Musquodoboit Harbour is a rural community located in Nova Scotia, Canada within the Halifax Regional Municipality. The community is situated on the Eastern Shore at the mouth of the Musquodoboit River. The community lies 45 kilometres east of downtown Halifax. With a hospital, RCMP detachment, postal outlet, schools, recreational center, library, municipal office and other services, Musquodoboit Harbour is a serve centre for many of the surrounding communities.



Musquodoboit means foaming to the sea, flowing out square or rolling out in foam, or suddenly widening out after a narrow entrance at its mouth. The community is an anglicized version of the Mi’kmaq word Moosekudoboogwek or Muskoodeboogwek.


The local railway station is now a museum MusqHbrStn 2010.jpg
The local railway station is now a museum

The community was settled in the 1780s mainly by Loyalists. Through the late 18th and early 19th centuries many settlers from Scotland, England and Germany immigrated to the area and they still have descendants in the area, evidenced by prominent family names such as Tibbo, Rowlings, Anderson, Gaetz, and Bayers.

Transportation history

Much early travel was by water as roads were rough. Beginning in 1852, the stage coach travelled from Musquodoboit Harbour to Dartmouth at a cost of 5 shillings. The first automobile was owned by Dr. Kennedy in 1909. The Dartmouth Eastern Railway commenced in 1912 to carry lumber and lime from Middle Musquodoboit to Dartmouth. A station was completed in 1918 and today houses the Musquodoboit Harbour Railway Museum, which also serves as the local tourism office in summer. The museum grounds contain a passenger car, snow plow from the Dominion Atlantic Railway and a caboose from the Canadian National Railway. The museum is on the Canadian Register of Historic Places. [1]

Other services

The Rural Telephone system came into use around 1909.

The Fire Department

It all began one evening in 1957 when Garth Young was sitting at the table playing crib with friends. His sister ran in and said she could see flames in a window upstairs as she was driving down the road. Garth and his father each grabbed a bucket of water and ran upstairs, but there was nothing they could do. There was no fire department in Musquodoboit Harbour. They called Lands and Forests (now called the Department of Natural Resources) who showed up later with a portable pump and some hose. But by now, the two-story house was in flames and the dozen family members who lived there could only watch helplessly as it burned to the ground. The loss motivated Garth Young and other people in the community to establish their own fire department. By 1960 Garth Young was clearing land for the new station. A year later the Musquodoboit Harbour Volunteer Fire Department was born and he became one of its original members. The Musquodoboit Harbour Volunteer Fire Department formed in 1961 with the fire hall opening on October 6, 1964. The first piece of equipment they had was a trailer with a pump on it. It had compartments on each side into which they were able to put extra equipment, such as hoses. The first truck they had was a 1957 milk truck that they bought in 1963 from a farmer. The Fire Department Ladies Auxiliary formed in February 1967.[ citation needed ]

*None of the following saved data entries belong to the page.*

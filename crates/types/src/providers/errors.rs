//! Error types for provider adapters and the HTTP transport

use thiserror::Error;

use super::ProviderId;

/// Errors from the injected HTTP transport
#[derive(Error, Debug)]
pub enum TransportError {
	#[error("request failed: {0}")]
	Request(String),

	#[error("invalid header value: {0}")]
	InvalidHeader(String),
}

/// Adapter-internal failure modes
///
/// These never cross the `QuoteProvider` boundary; adapters log them and
/// hand the orchestrator a plain `None`.
#[derive(Error, Debug)]
pub enum ProviderError {
	#[error("transport error: {0}")]
	Transport(#[from] TransportError),

	#[error("HTTP {status}")]
	HttpStatus { status: u16 },

	#[error("invalid JSON payload: {0}")]
	InvalidJson(#[from] serde_json::Error),

	#[error("credentials not configured")]
	NotConfigured,

	#[error("retries exhausted after {attempts} attempts")]
	RetriesExhausted { attempts: u32 },

	#[error("provider already registered: {0}")]
	AlreadyRegistered(ProviderId),
}
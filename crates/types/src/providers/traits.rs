//! Core traits for provider adapter implementations

use std::collections::HashMap;
use std::fmt::Debug;

use async_trait::async_trait;
use serde_json::Value;

use super::{ProviderId, TransportError};
use crate::quotes::QuoteRequest;

/// A plain status-and-body HTTP response, decoupled from any client crate
#[derive(Debug, Clone)]
pub struct TransportResponse {
	pub status: u16,
	pub body: String,
}

impl TransportResponse {
	pub fn is_success(&self) -> bool {
		(200..300).contains(&self.status)
	}
}

/// Injected HTTP client abstraction
///
/// Adapters never talk to the network directly; they go through this trait
/// so unit tests can script responses and count calls without a network
/// mocking framework.
#[async_trait]
pub trait HttpTransport: Send + Sync + Debug {
	async fn get(
		&self,
		url: &str,
		headers: &HashMap<String, String>,
	) -> Result<TransportResponse, TransportError>;
}

/// Core trait for upstream provider adapters
///
/// The contract is deliberately narrow: an adapter either produces the raw
/// provider payload or `None`. Network errors, non-2xx statuses, parse
/// failures, and missing credentials are all handled inside the adapter;
/// nothing an upstream does can fail a request past this boundary.
#[async_trait]
pub trait QuoteProvider: Send + Sync + Debug {
	/// The identity used as the `source` tag and for registry lookup
	fn id(&self) -> ProviderId;

	/// Fetch a quote payload, or `None` on any failure
	async fn fetch_quote(&self, request: &QuoteRequest) -> Option<Value>;
}
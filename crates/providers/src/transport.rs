//! Production HTTP transport backed by reqwest

use async_trait::async_trait;
use dexgate_types::{HttpTransport, TransportError, TransportResponse};
use reqwest::header::{HeaderName, HeaderValue};
use reqwest::Client;
use std::collections::HashMap;
use std::str::FromStr;
use std::time::Duration;

/// Pooled reqwest client with a bounded per-request timeout
///
/// One instance is shared by every adapter so connections are reused across
/// providers.
#[derive(Debug, Clone)]
pub struct ReqwestTransport {
	client: Client,
}

impl ReqwestTransport {
	pub fn new(request_timeout_ms: u64) -> Result<Self, TransportError> {
		let client = Client::builder()
			.timeout(Duration::from_millis(request_timeout_ms))
			.build()
			.map_err(|e| TransportError::Request(e.to_string()))?;
		Ok(Self { client })
	}
}

#[async_trait]
impl HttpTransport for ReqwestTransport {
	async fn get(
		&self,
		url: &str,
		headers: &HashMap<String, String>,
	) -> Result<TransportResponse, TransportError> {
		let mut request = self.client.get(url);
		for (name, value) in headers {
			let name = HeaderName::from_str(name)
				.map_err(|e| TransportError::InvalidHeader(e.to_string()))?;
			let value = HeaderValue::from_str(value)
				.map_err(|e| TransportError::InvalidHeader(e.to_string()))?;
			request = request.header(name, value);
		}

		let response = request
			.send()
			.await
			.map_err(|e| TransportError::Request(e.to_string()))?;
		let status = response.status().as_u16();
		let body = response
			.text()
			.await
			.map_err(|e| TransportError::Request(e.to_string()))?;

		Ok(TransportResponse { status, body })
	}
}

In 1996, Halifax, Dartmouth, Bedford, and the County of Halifax amalgamated into what is today the Halifax Regional Municipality. Dozens of fire departments merged into the Halifax Regional Fire & Emergency Services, and the Musquodoboit Harbour Volunteer Fire Department received the designation of "Halifax Regional Fire & Emergency, Station 24." On June 13, 2008, The station was actively involved in the Porter's Lake fire, one of the biggest forest fire in Nova Scotia's history. Members spent 5 days working side-by-side with the Department of Natural Resources. On October 6, 2008, the station was staffed with career personnel for the very first time. From October 6, 2008 to December 31, 2008, the crew was made up of a career Lieutenant and a casual worker taken from the station's own volunteers. On January 1, 2009 the station was officially staffed with career personnel, Monday to Friday, with anywhere between 2 and 4 people, depending on the needs.[ citation needed ]

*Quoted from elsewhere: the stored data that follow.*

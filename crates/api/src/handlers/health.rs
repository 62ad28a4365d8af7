use axum::response::Json;
use serde::{Deserialize, Serialize};

/// Liveness response: process identity, no aggregation logic involved
#[derive(Debug, Serialize, Deserialize)]
pub struct HealthResponse {
	pub ok: bool,
	pub pid: u32,
}

/// GET /health - liveness probe, outside the rate limiter
pub async fn health() -> Json<HealthResponse> {
	Json(HealthResponse {
		ok: true,
		pid: std::process::id(),
	})
}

Martinique Beach Provincial Park

Located at the end of the East Petpeswick Rd, Martinique Beach is the longest sandy beach in Nova Scotia. This 5 kilometre long beach is a provincial park which boasts both picnic and swimming facilities. The excellent surf conditions at Martinique Beach draw in surfers from all over. The beach is named after Prince Edward who took part in the 1794 Capture of Martinique. [2] [3]

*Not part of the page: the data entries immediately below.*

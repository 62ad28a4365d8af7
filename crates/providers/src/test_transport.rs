//! Scripted transport for adapter unit tests

use async_trait::async_trait;
use dexgate_types::{HttpTransport, TransportError, TransportResponse};
use std::collections::{HashMap, VecDeque};
use std::sync::atomic::{AtomicUsize, Ordering};
use std::sync::Mutex;

/// Transport that replays a fixed script of responses and records every call
#[derive(Debug, Default)]
pub(crate) struct ScriptedTransport {
	responses: Mutex<VecDeque<Result<TransportResponse, TransportError>>>,
	calls: AtomicUsize,
	urls: Mutex<Vec<String>>,
	headers_seen: Mutex<Vec<HashMap<String, String>>>,
}

impl ScriptedTransport {
	pub fn new(responses: Vec<Result<TransportResponse, TransportError>>) -> Self {
		Self {
			responses: Mutex::new(responses.into()),
			..Self::default()
		}
	}

	pub fn empty() -> Self {
		Self::new(Vec::new())
	}

	pub fn replying(status: u16, body: &str) -> Self {
		Self::new(vec![Ok(TransportResponse {
			status,
			body: body.to_string(),
		})])
	}

	pub fn call_count(&self) -> usize {
		self.calls.load(Ordering::SeqCst)
	}

	pub fn last_url(&self) -> String {
		self.urls.lock().unwrap().last().cloned().unwrap_or_default()
	}

	pub fn last_headers(&self) -> HashMap<String, String> {
		self.headers_seen
			.lock()
			.unwrap()
			.last()
			.cloned()
			.unwrap_or_default()
	}
}

#[async_trait]
impl HttpTransport for ScriptedTransport {
	async fn get(
		&self,
		url: &str,
		headers: &HashMap<String, String>,
	) -> Result<TransportResponse, TransportError> {
		self.calls.fetch_add(1, Ordering::SeqCst);
		self.urls.lock().unwrap().push(url.to_string());
		self.headers_seen.lock().unwrap().push(headers.clone());

		self.responses
			.lock()
			.unwrap()
			.pop_front()
			.unwrap_or_else(|| Err(TransportError::Request("script exhausted".to_string())))
	}
}
//! Provider payload normalization
//!
//! Maps arbitrary provider JSON into the canonical quote record through a
//! declarative alias table. Resolution is provider-agnostic: every known
//! field name is probed in a fixed priority order, so one table serves all
//! providers without per-provider branching.

use dexgate_types::{NormalizedQuote, ProviderId};
use serde_json::Value;
use tracing::debug;

/// Alias lists for each canonical field, highest priority first
#[derive(Debug, Clone, Copy)]
pub struct FieldAliases {
	pub buy_amount: &'static [&'static str],
	pub sell_amount: &'static [&'static str],
	pub estimated_gas: &'static [&'static str],
	pub sources: &'static [&'static str],
}

/// The field names observed across the supported providers
pub const QUOTE_FIELD_ALIASES: FieldAliases = FieldAliases {
	buy_amount: &[
		"toTokenAmount",
		"buyAmount",
		"toAmount",
		"to_token_amount",
		"receiveAmount",
	],
	sell_amount: &[
		"fromTokenAmount",
		"sellAmount",
		"fromAmount",
		"from_token_amount",
		"sendAmount",
	],
	estimated_gas: &[
		"estimatedGas",
		"estimatedGasFee",
		"estimated_gas",
		"estimated_gas_fee",
	],
	sources: &["protocols", "sources", "dexRouterList"],
};

/// Map a raw provider payload into the canonical quote record
///
/// Never fails: fields no alias matches become empty strings (or the
/// documented defaults). The provider identity is used for logging only.
pub fn normalize_quote(provider: ProviderId, payload: &Value) -> NormalizedQuote {
	let buy_amount = resolve_string(payload, QUOTE_FIELD_ALIASES.buy_amount);
	let sell_amount = resolve_string(payload, QUOTE_FIELD_ALIASES.sell_amount);
	let estimated_gas = resolve_string(payload, QUOTE_FIELD_ALIASES.estimated_gas)
		.unwrap_or_else(|| "0".to_string());
	let sources = resolve_array(payload, QUOTE_FIELD_ALIASES.sources);
	let price = resolve_price(payload, buy_amount.as_deref(), sell_amount.as_deref());

	debug!(
		%provider,
		buy_amount_resolved = buy_amount.is_some(),
		sell_amount_resolved = sell_amount.is_some(),
		"normalized provider payload"
	);

	NormalizedQuote {
		buy_amount: buy_amount.unwrap_or_default(),
		sell_amount: sell_amount.unwrap_or_default(),
		price: price.unwrap_or_default(),
		estimated_gas,
		sources,
		provider_raw: payload.clone(),
	}
}

/// Probe the aliases in order and render the first present scalar as a string.
fn resolve_string(payload: &Value, aliases: &[&str]) -> Option<String> {
	aliases
		.iter()
		.find_map(|field| scalar_to_string(payload.get(*field)?))
}

/// Empty strings count as absent, so the probe falls through to the next alias.
fn scalar_to_string(value: &Value) -> Option<String> {
	match value {
		Value::String(s) if !s.is_empty() => Some(s.clone()),
		Value::Number(n) => Some(n.to_string()),
		_ => None,
	}
}

fn resolve_array(payload: &Value, aliases: &[&str]) -> Vec<Value> {
	aliases
		.iter()
		.find_map(|field| payload.get(*field)?.as_array().cloned())
		.unwrap_or_default()
}

/// The provider's own price wins; otherwise derive it from the amounts.
fn resolve_price(payload: &Value, buy: Option<&str>, sell: Option<&str>) -> Option<String> {
	if let Some(price) = payload.get("price").and_then(scalar_to_string) {
		return Some(price);
	}

	let buy: f64 = buy?.parse().ok()?;
	let sell: f64 = sell?.parse().ok()?;
	if sell == 0.0 {
		return None;
	}
	Some(format_ratio(buy / sell))
}

/// Ratios below 1e-6 render in exponent form ("3e-9"), larger ones in plain
/// decimal.
fn format_ratio(value: f64) -> String {
	if value != 0.0 && value.abs() < 1e-6 {
		format!("{:e}", value)
	} else {
		value.to_string()
	}
}

#[cfg(test)]
mod tests {
	use super::*;
	use serde_json::json;

	fn normalize(payload: Value) -> NormalizedQuote {
		normalize_quote(ProviderId::ZeroX, &payload)
	}

	#[test]
	fn resolves_each_buy_amount_alias() {
		for alias in QUOTE_FIELD_ALIASES.buy_amount {
			let mut payload = serde_json::Map::new();
			payload.insert(alias.to_string(), json!("123"));
			let quote = normalize(Value::Object(payload));
			assert_eq!(quote.buy_amount, "123", "alias {alias}");
		}
	}

	#[test]
	fn aliases_are_probed_in_priority_order() {
		let quote = normalize(json!({
			"buyAmount": "second",
			"toTokenAmount": "first",
			"toAmount": "third",
		}));
		assert_eq!(quote.buy_amount, "first");
	}

	#[test]
	fn numbers_are_rendered_as_strings() {
		let quote = normalize(json!({
			"toTokenAmount": 3000000000u64,
			"fromTokenAmount": "1000",
			"estimatedGas": 21000,
		}));
		assert_eq!(quote.buy_amount, "3000000000");
		assert_eq!(quote.estimated_gas, "21000");
	}

	#[test]
	fn empty_strings_fall_through_to_the_next_alias() {
		let quote = normalize(json!({
			"toTokenAmount": "",
			"buyAmount": "42",
		}));
		assert_eq!(quote.buy_amount, "42");
	}

	#[test]
	fn missing_fields_become_defaults_not_errors() {
		let quote = normalize(json!({}));
		assert_eq!(quote.buy_amount, "");
		assert_eq!(quote.sell_amount, "");
		assert_eq!(quote.price, "");
		assert_eq!(quote.estimated_gas, "0");
		assert!(quote.sources.is_empty());
	}

	#[test]
	fn provider_price_wins_over_the_computed_ratio() {
		let quote = normalize(json!({
			"price": "2999.5",
			"toTokenAmount": "3000000000",
			"fromTokenAmount": "1000000000000000000",
		}));
		assert_eq!(quote.price, "2999.5");
	}

	#[test]
	fn tiny_computed_ratios_render_in_exponent_form() {
		let quote = normalize(json!({
			"toTokenAmount": "3000000000",
			"fromTokenAmount": "1000000000000000000",
		}));
		assert_eq!(quote.price, "3e-9");
	}

	#[test]
	fn ordinary_computed_ratios_render_in_plain_decimal() {
		let quote = normalize(json!({
			"toTokenAmount": "3000",
			"fromTokenAmount": "2000",
		}));
		assert_eq!(quote.price, "1.5");
	}

	#[test]
	fn unparseable_amounts_leave_the_price_empty() {
		let quote = normalize(json!({
			"toTokenAmount": "abc",
			"fromTokenAmount": "1000",
		}));
		assert_eq!(quote.price, "");
	}

	#[test]
	fn sources_take_the_first_array_alias() {
		let quote = normalize(json!({
			"dexRouterList": [{"router": "a"}],
			"protocols": [{"name": "UNISWAP_V3"}],
		}));
		assert_eq!(quote.sources, vec![json!({"name": "UNISWAP_V3"})]);
	}

	#[test]
	fn raw_payload_is_preserved_verbatim() {
		let payload = json!({"toTokenAmount": "1", "extra": {"nested": true}});
		let quote = normalize(payload.clone());
		assert_eq!(quote.provider_raw, payload);
	}
}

There is a wildlife sanctuary adjacent to Martinique Beach. Canada Geese and Black Ducks can often be seen during migratory periods. There is even a protected nesting area for the Piping Plover, an endangered species.

The site is an Important Bird Area. [4]

Yacht Club

Just 2 kilometers down the East Petpeswick Road is Petpeswick Yacht Club. PYC is home to a learn-to-sail program, small marina and a kayaking program. The yacht club hosts an annual regatta-the Shearwater to Petpeswick Race, Canada Day festivities and a number of dances and social events throughout the year. The clubhouse was newly renovated in 2011 and is available for private hire.


The Twin Oaks Memorial Hospital, which opened in 1976, is located on Highway 7. It has a 24-hour emergency department and provides a variety of outpatient and inpatient services.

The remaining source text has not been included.